→ **WHAT YOU WILL DO**
Wherever the string "value" occurs in a line of these records, report that line.

START GIVEN DATA

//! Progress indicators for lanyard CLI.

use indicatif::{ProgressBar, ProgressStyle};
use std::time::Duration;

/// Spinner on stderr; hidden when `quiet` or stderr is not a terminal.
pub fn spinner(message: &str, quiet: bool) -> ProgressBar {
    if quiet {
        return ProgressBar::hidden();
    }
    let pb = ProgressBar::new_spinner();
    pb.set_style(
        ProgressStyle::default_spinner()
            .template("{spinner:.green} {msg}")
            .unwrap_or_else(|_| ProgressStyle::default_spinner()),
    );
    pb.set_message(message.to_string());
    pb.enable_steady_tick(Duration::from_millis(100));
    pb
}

END GIVEN DATA
START GIVEN DATA

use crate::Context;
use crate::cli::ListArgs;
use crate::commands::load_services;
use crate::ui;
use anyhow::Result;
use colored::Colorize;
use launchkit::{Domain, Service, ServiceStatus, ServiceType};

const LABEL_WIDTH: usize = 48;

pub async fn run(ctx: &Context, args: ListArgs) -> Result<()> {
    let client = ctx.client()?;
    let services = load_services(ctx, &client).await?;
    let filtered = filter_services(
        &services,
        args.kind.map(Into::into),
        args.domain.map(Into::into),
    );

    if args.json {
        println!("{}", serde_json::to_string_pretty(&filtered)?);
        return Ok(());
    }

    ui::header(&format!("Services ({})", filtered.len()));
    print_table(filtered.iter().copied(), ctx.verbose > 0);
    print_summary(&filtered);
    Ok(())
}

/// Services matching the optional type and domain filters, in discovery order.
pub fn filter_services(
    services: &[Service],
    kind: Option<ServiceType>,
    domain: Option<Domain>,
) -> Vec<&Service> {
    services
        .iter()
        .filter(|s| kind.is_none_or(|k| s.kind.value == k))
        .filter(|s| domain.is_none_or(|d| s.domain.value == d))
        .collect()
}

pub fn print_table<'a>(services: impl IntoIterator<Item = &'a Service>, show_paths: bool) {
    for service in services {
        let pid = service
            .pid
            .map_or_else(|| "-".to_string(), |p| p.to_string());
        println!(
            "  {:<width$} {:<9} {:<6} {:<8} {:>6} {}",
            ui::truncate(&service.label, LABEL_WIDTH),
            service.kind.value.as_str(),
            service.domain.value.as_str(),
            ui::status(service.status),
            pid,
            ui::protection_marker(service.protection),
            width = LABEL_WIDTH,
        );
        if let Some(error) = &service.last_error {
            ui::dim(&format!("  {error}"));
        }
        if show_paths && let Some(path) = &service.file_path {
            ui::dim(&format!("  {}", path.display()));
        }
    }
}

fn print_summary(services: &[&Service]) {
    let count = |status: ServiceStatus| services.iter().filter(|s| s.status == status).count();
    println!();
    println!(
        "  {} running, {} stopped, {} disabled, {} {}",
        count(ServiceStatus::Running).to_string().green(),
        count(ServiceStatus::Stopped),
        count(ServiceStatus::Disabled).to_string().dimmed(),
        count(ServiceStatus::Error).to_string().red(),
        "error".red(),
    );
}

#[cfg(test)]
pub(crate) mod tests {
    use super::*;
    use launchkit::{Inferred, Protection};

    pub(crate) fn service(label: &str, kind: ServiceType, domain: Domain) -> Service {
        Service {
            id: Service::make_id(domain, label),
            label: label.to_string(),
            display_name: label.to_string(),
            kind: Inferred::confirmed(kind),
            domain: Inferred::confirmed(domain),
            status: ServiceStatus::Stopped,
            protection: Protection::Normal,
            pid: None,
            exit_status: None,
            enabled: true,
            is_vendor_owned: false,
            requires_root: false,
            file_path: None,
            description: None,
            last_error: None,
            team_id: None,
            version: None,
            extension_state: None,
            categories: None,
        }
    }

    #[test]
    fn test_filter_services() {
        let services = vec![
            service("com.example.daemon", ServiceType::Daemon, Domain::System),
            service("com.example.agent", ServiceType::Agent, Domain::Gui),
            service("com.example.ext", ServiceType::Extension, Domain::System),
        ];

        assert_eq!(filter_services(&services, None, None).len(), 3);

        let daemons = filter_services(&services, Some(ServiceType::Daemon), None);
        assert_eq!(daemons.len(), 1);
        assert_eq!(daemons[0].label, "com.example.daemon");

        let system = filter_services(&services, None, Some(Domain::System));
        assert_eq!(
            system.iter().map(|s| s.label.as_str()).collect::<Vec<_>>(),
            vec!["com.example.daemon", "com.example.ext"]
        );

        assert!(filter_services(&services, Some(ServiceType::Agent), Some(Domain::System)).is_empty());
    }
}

END GIVEN DATA

→ **EXERCISE RESULT**
        .filter(|s| kind.is_none_or(|k| s.kind.value == k))
        .filter(|s| domain.is_none_or(|d| s.domain.value == d))
            service.kind.value.as_str(),
            service.domain.value.as_str(),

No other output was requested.